До Осиповичей дорога была совсем плохая, разбитая вдрызг, с колеёй, нередко съезжающей с насыпи, в сплошных колдобинах, проложенная по широченной пойме Свислочи, петляющей в болотистой низине, заросшей неведомыми кустарниками и буйным разнотравьем с мелкими осенними жёлтыми и синими глазками цветов, засохшими на взлобках вблизи дороги. Часто проскакивали, громыхая разъезженными и расщепленными досками, небольшие мосты, оседлавшие петли реки и узкие протоки с почти чёрной, тёмно-коричневой застойной водой от торфяников, среди которых вразброс виднелись клинья и кривые полосы пашен и изумрудно-зелёных озимых, радовавшихся дождю и набиравшихся сил для зимней спячки. Ближе к Осиповичам дальние светлые рощи и угрюмые леса сбежались к дороге и напрасно, потому что здесь свирепствовал громадный лесозаглатывающий спрут, замусоривший древесными отходами округу и протянувший смертельные щупальца-дороги к почти уничтоженным ближним окрестностям и значительно прореженным дальним. У деревень на обочинах стоически мёрзли и мокли бабы и дети в надежде продать шоферам крупную варёную бульбу, укрытую в больших чугунках, завёрнутых в тряпьё и накрытых от дождя чем попало. У них можно было отовариться и мочёной черникой, костяникой, лесной малиной, калиной, орехами, а то и почерневшими драниками.

- Глядишь, к обеду в Бобруйске будем, - отвлёкся от безнадёжной борьбы за сон изъёрзавшийся в углу кабины экспедитор.

Шофёр промолчал, не настроенный на разговор, и оптимист умолк, всё ещё надеясь подремать и сохранить голову целой, а Владимир вернулся к своим безутешным мыслям.

Почему он, собственно говоря, так испугался? За Сашку или за себя? Что больше всего встревожило? Неприятное событие само по себе или возможное косвенное отражение на его судьбе? Естественная реакция на экстраординарный случай, подобно тому как, увидев близкую смерть, примеряешь её на себя и страшишься быть вовлечённым в несчастье с соседом? Человеку, нормальному человеку, не окончательно оторванному от природы, свойственно инстинктивно насторожиться, когда рядом обрушилось строение или чья-то жизнь. И думает он тогда, в первую очередь, о себе.

Как разумнее и объективнее отнестись к аресту Сашки? Кто он для Владимира? Кем стал с тех пор, как встретились на вокзале и, особенно, когда стали соседями?
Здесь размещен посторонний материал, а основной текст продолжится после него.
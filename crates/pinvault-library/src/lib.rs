//! pinvault-library: the per-owner upload library
//!
//! - `Library`: records and virtual folders in a JSON file
//! - `UploadService`: upload / fetch / delete against a `ContentStore`
//! - `LibraryStats`: analytics over the recorded uploads

pub mod error;
pub mod folder;
pub mod library;
pub mod record;
pub mod stats;
pub mod uploads;

pub use error::{LibraryError, LibraryResult};
pub use folder::{breadcrumbs, Breadcrumb, ROOT};
pub use library::{FolderRemoval, Library};
pub use record::UploadRecord;
pub use stats::{LibraryStats, TypeBreakdown};
pub use uploads::{FetchedFile, UploadService, ENCRYPTED_SUFFIX};
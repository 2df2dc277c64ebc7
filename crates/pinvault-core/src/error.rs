use thiserror::Error;

pub type PinvaultResult<T> = Result<T, PinvaultError>;

/// Errors from loading and validating the client configuration.
///
/// The other crates keep their own typed errors at their public seams.
#[derive(Debug, Error)]
pub enum PinvaultError {
    #[error("config error: {0}")]
    Config(String),

    #[error("config parse error: {0}")]
    ConfigParse(#[from] toml::de::Error),

    #[error("I/O error: {0}")]
    Io(#[from] std::io::Error),
}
Другом назвать нельзя – у них нет и не может быть общих, объединяющих, интересов, да и Сашка неоднократно в шутку ли, всерьёз ли подчёркивал, что русский оккупант Владимир не может быть «сябром» закабалённому «беларусу». Между ними никогда не было личностных откровений, только общие разговоры. Товарищем? Пожалуй, тоже нет. Владимир даже толком не знал и не интересовался, кто был в Сашкином кружке, и чем они там занимались. Псевдодруг и псевдотоварищ, несмотря на кажущуюся приветливость и открытость, жил замкнуто и одиноко, подчиняя себя и окружающих национальной идее-фикс. Ему нужны не равные друзья и товарищи, а последователи-соратники, безгласные подчинённые. Он по природе лидер, и никем другим быть не может. Остаётся – хороший знакомый и сосед. В нём привлекают неуёмная целеустремлённость и воля, чего так не хватает Владимиру. Очень интересный человек и… больной. И это несоответствие между здоровой душой и больным телом, попавшими в земной ад НКВД, угнетало больше всего. Вряд ли они бы сблизились, если бы не Сергей Иванович. К последнему у Сашки особое отношение, он для него – ровня, а Владимир – сбоку припёку, квартирный довесок к хозяину, с ним и говорить-то серьёзно не о чем. Вот и выходит, что расстраиваться довеску не стоит. Ему осталось недолго терпеть на чужой земле, так следует ли именно сейчас отвлекаться, даже из искренних человеческих побуждений, от главного своего дела? Рискуя не только собой, но и Витей? Разум отвечал твёрдо: не следует, а душа, не убеждённая, ныла. Сашка, вероятно, не настолько виноват, чтобы его долго трепали и держали за решёткой, разберутся в безобидной детскости кружка и выпустят. Но им уже не быть даже хорошими знакомыми. Снова пострадал человек, к которому он пытался приблизиться душой. Очевидно, Всевышний уготовил Владимиру судьбу одиночки, запретив соединение с другими судьбами и разрешив только пересечение. Пусть так. Для него существует только одно: «Nah der Heimat!» - На Родину!